Из троих он был лишь одним: Орелья получил несколько голосов, а де Молина-и-Ортега ни одного. Один из трех. Один из них виновен, и возможно, это именно Рамполла – самый светский, самый могущественный, больше других знающий мир. Фрейду надо было его остановить.
Увидев, что ученый выходит из укрытия с искаженным лицом, Пьер Жирар впился в него взглядом. Фрейд вытер стекла очков краем носового платка и сказал гвардейцу:
– Дело сделано. Завтра будет избран Рамполла.
– Идите, доктор. Теперь ваша очередь действовать. Август ждет вас на выходе из ворот Святой Анны.
Фрейду показалось, что гвардеец сошел с иллюстрации к одному из тех романов-приложений, в которых пересказан цикл легенд о нибелунгах, ставший знаменитым благодаря гениальному Вагнеру. Жирар похож на Вотана, отца богов, живущих в Валгалле, а он сам – герой поневоле, как Зигфрид.
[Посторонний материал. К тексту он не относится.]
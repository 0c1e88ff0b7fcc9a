// Error handling module
// Defines the error taxonomy shared by the pipeline, refresh and heartbeat paths

use reqwest::StatusCode;
use thiserror::Error;

use crate::auth::CredentialScope;

/// Errors surfaced by the resilience layer.
///
/// `Clone` so that every caller joining a single-flight operation receives
/// the identical error value.
#[derive(Error, Debug, Clone, PartialEq)]
pub enum ApiError {
    /// No response was received
    #[error("Network error ({kind}): {message}")]
    Network { kind: String, message: String },

    /// 5xx from the backend
    #[error("Server error: {status} - {message}")]
    Server { status: u16, message: String },

    /// 401/403, or refresh material rejected by the backend
    #[error("Authentication failed: {status} - {message}")]
    Auth { status: u16, message: String },

    /// 409
    #[error("Conflict: {0}")]
    Conflict(String),

    /// 404/410
    #[error("Resource gone: {status} - {message}")]
    Gone { status: u16, message: String },

    /// Any other 4xx
    #[error("Validation error: {status} - {message}")]
    Validation { status: u16, message: String },

    /// No refresh material stored for the scope
    #[error("No refresh token available for {0} scope")]
    MissingRefreshToken(CredentialScope),

    /// Terminal rejection of a queued request after logout
    #[error("Session ended: {0}")]
    SessionEnded(String),

    #[error("Session start already in progress")]
    StartInProgress,

    #[error("Decode error: {0}")]
    Decode(String),

    #[error("Storage error: {0}")]
    Storage(String),

    #[error("Configuration error: {0}")]
    ConfigError(String),

    #[error("Internal error: {0}")]
    Internal(String),
}

impl ApiError {
    /// Classify a non-success HTTP response
    pub fn from_status(status: StatusCode, message: String) -> Self {
        let code = status.as_u16();
        match code {
            401 | 403 => ApiError::Auth {
                status: code,
                message,
            },
            410 => ApiError::Gone {
                status: code,
                message,
            },
            409 => ApiError::Conflict(message),
            500..=599 => ApiError::Server {
                status: code,
                message,
            },
            _ => ApiError::Validation {
                status: code,
                message,
            },
        }
    }

    /// A 404 on a session resource means the session no longer exists
    pub fn for_session_resource(self) -> Self {
        match self {
            ApiError::Validation {
                status: 404,
                message,
            } => ApiError::Gone {
                status: 404,
                message,
            },
            other => other,
        }
    }

    /// Classify a transport failure (no response received)
    pub fn from_reqwest(err: &reqwest::Error) -> Self {
        if let Some(status) = err.status() {
            return Self::from_status(status, err.to_string());
        }

        let kind = if err.is_timeout() {
            "timeout"
        } else if err.is_connect() {
            "connection_failed"
        } else if err.is_request() {
            "request_error"
        } else if err.is_body() {
            "body_error"
        } else if err.is_decode() {
            "decode_error"
        } else {
            "unknown"
        };

        ApiError::Network {
            kind: kind.to_string(),
            message: err.to_string(),
        }
    }

    /// HTTP status carried by the error, if any
    pub fn status(&self) -> Option<u16> {
        match self {
            ApiError::Server { status, .. }
            | ApiError::Auth { status, .. }
            | ApiError::Gone { status, .. }
            | ApiError::Validation { status, .. } => Some(*status),
            ApiError::Conflict(_) => Some(409),
            _ => None,
        }
    }

    /// True when the stored refresh material can no longer produce credentials
    pub fn is_credential_rejected(&self) -> bool {
        matches!(
            self,
            ApiError::Auth { .. } | ApiError::MissingRefreshToken(_) | ApiError::Validation { .. }
        )
    }
}

impl From<anyhow::Error> for ApiError {
    fn from(err: anyhow::Error) -> Self {
        ApiError::Internal(format!("{:#}", err))
    }
}

impl From<rusqlite::Error> for ApiError {
    fn from(err: rusqlite::Error) -> Self {
        ApiError::Storage(err.to_string())
    }
}

impl From<serde_json::Error> for ApiError {
    fn from(err: serde_json::Error) -> Self {
        ApiError::Decode(err.to_string())
    }
}

/// Result type alias for API operations
pub type Result<T> = std::result::Result<T, ApiError>;
impl Shared {
    fn lock(&self) -> MutexGuard<'_, TrackerState> {
        self.state.lock().unwrap_or_else(PoisonError::into_inner)
    }

    fn reuse_compatible(
        &self,
        course_id: &str,
        module_id: &str,
        lesson_id: &str,
    ) -> Option<HeartbeatSession> {
        let mut state = self.lock();
        let session = state.session.as_mut()?;
        if session.course_id != course_id || !session.state.is_live() {
            return None;
        }
        session.module_id = module_id.to_string();
        session.lesson_id = lesson_id.to_string();
        Some(session.clone())
    }

    fn abandon_start(&self, generation: u64) {
        let mut state = self.lock();
        if state.generation == generation {
            state.session = None;
        }
    }

    /// Drop the tracked session and its timers
    fn close(&self) -> Option<HeartbeatSession> {
        let mut state = self.lock();
        state.stop_timers();
        state.generation += 1;
        state.session.take()
    }

    async fn heartbeat(self: &Arc<Self>) -> Result<()> {
        let (session_id, module_id, lesson_id, generation) = {
            let state = self.lock();
            match state.session.as_ref() {
                Some(s) if s.state.is_live() => (
                    s.session_id.clone(),
                    s.module_id.clone(),
                    s.lesson_id.clone(),
                    state.generation,
                ),
                _ => {
                    return Err(ApiError::SessionEnded(
                        "no active heartbeat session".to_string(),
                    ))
                }
            }
        };

        let endpoints = self.api.endpoints();
        let body = HeartbeatRequest {
            session_id: &session_id,
            module_id: &module_id,
            lesson_id: &lesson_id,
        };
        let builder = self.api.post(&endpoints.session_heartbeat()).json(&body);

        let outcome = self
            .api
            .send(CredentialScope::User, builder)
            .await
            .map_err(ApiError::for_session_resource);
        match outcome {
            Ok(_) => {
                tracing::debug!(session_id = %session_id, "Heartbeat acknowledged");
                let mut state = self.lock();
                if state.generation != generation {
                    return Ok(());
                }
                if let Some(session) = state.session.as_mut() {
                    session.last_heartbeat_at = Some(Utc::now());
                    session.advance(SessionState::Active);
                }
                if let Some(task) = state.warning_task.take() {
                    task.abort();
                }
                state.warning_task = Some(spawn_warning(self, generation));
                Ok(())
            }
            Err(e @ ApiError::Gone { .. }) => {
                tracing::warn!(session_id = %session_id, error = %e, "Heartbeat session expired");
                let expired = {
                    let mut state = self.lock();
                    if state.generation != generation {
                        false
                    } else {
                        state.stop_timers();
                        state
                            .session
                            .as_mut()
                            .map_or(false, |s| s.advance(SessionState::Expired))
                    }
                };
                if expired {
                    self.events.publish(SessionEvent::HeartbeatExpired {
                        session_id,
                        message: EXPIRED_MESSAGE.to_string(),
                    });
                }
                Err(e)
            }
            Err(e) => {
                tracing::warn!(session_id = %session_id, error = %e, "Heartbeat failed");
                Err(e)
            }
        }
    }

    fn warn(&self, generation: u64) {
        let session_id = {
            let mut state = self.lock();
            if state.generation != generation {
                return;
            }
            match state.session.as_mut() {
                Some(session) if session.state == SessionState::Active => {
                    session.advance(SessionState::Warning);
                    session.session_id.clone()
                }
                _ => return,
            }
        };

        tracing::warn!(session_id = %session_id, "Heartbeat session about to time out");
        self.events.publish(SessionEvent::HeartbeatWarning {
            session_id,
            expires_in: self.settings.warning_window,
        });
    }

    async fn request_start(&self, course_id: &str, module_id: &str, lesson_id: &str) -> Result<String> {
        let body = StartRequest {
            course_id,
            module_id,
            lesson_id,
        };
        let builder = self
            .api
            .post(&self.api.endpoints().session_start())
            .json(&body);
        let response: StartResponse = self.api.send_json(CredentialScope::User, builder).await?;
        Ok(response.session_id)
    }

    async fn fetch_active(&self, course_id: &str) -> Result<ActiveSession> {
        let builder = self
            .api
            .get(&self.api.endpoints().session_active())
            .query(&[("courseId", course_id)]);
        self.api
            .send_json(CredentialScope::User, builder)
            .await
            .map_err(ApiError::for_session_resource)
    }

    async fn end_remote(&self, session_id: &str) -> Result<()> {
        let builder = self.api.put(&self.api.endpoints().session_end(session_id));
        self.api
            .send(CredentialScope::User, builder)
            .await
            .map_err(ApiError::for_session_resource)?;
        tracing::info!(session_id = %session_id, "Heartbeat session ended");
        Ok(())
    }
}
Когда он спустился на маленькую площадь за садами, мотор «даррака» уже работал. Август включил передачу, и колеса покатились по мелкому гравию. Засов ворот Святой Анны поднялся в ответ на яростный рев четырехцилиндрового двигателя еще до того, как машину стало видно оттуда. Фрейд, смотревший вниз, на листок, где он записал результаты голосований, лишь через десять минут сообразил, что не сказал Августу, куда надо ехать. Но было похоже, что молчаливый шофер и без его слов знает дорогу и также знает, что должен торопиться. Внезапно поворачивая руль, он объезжал велосипеды и кареты. Автомобиль при этом поднимал облака пыли, заставляя ругаться кучеров и джентльменов.
Меньше чем через час ординарец графа Николауса Сечена фон Темерина, посла Австро-Венгрии, надел очки и кожаный шлем для езды на мотоцикле и сел в седло мощной «Славин», которой только он умел управлять. В своей военной куртке он вез письмо, скрепленное печатью самого императора Франца-Иосифа. Дипломатический пропуск позволил мощному мотоциклу с двухцилиндровым двигателем без проблем проехать через таможню королевства, и машина, гремя, вкатилась в сады Ватикана. Услышав пароль, гонец вручил запечатанное письмо камердинеру его высокопреосвященства кардинала Яна Пузыны, епископа Краковского. Через несколько минут оно оказалось в дрожащих руках епископа, и этот высокопоставленный прелат сразу же заперся в своей келье. Прочитав письмо, он громко воскликнул:
– Святой Казимир, заступник благословенный! Теперь мы в большой беде.
Епископ уже догадывался о содержании этого письма, но лишь теперь, увидев эти слова, написанными черным по белому и скрепленными императорской печатью, он почувствовал, что вот-вот потеряет сознание. Пузына опустился на скамейку для коленопреклонений и тихо сказал, обращаясь к находившемуся перед ним распятию:
– Господи, я не отлучен: я ничего не сказал. Я только подчиняюсь тому, кто выше меня. Но Ты выше всех, поэтому скажи мне, что я должен сделать.
Знаков свыше не было, и Пузына решил, что должен действовать согласно знакам, полученным от того, кто был вторым после Бога, – от императора Австрии. Почему император выбрал именно его, было тайной, но учение Церкви полно тайн, оно даже основано на том, что Бог – Тайна для всех своих творений, но не для себя самого. Однако сейчас было явно не время для размышлений на философские или богословские темы: он должен нести этот крест. Его императорское величество император Священной Римской империи наложил вето на кандидатуру высокопреосвященнейшего Государственного секретаря Мариано Рамполлы, который близок к избранию на папский престол, он всего лишь посланец. Причина запрета была тайной в полном смысле этого слова: Пузына ее не знал.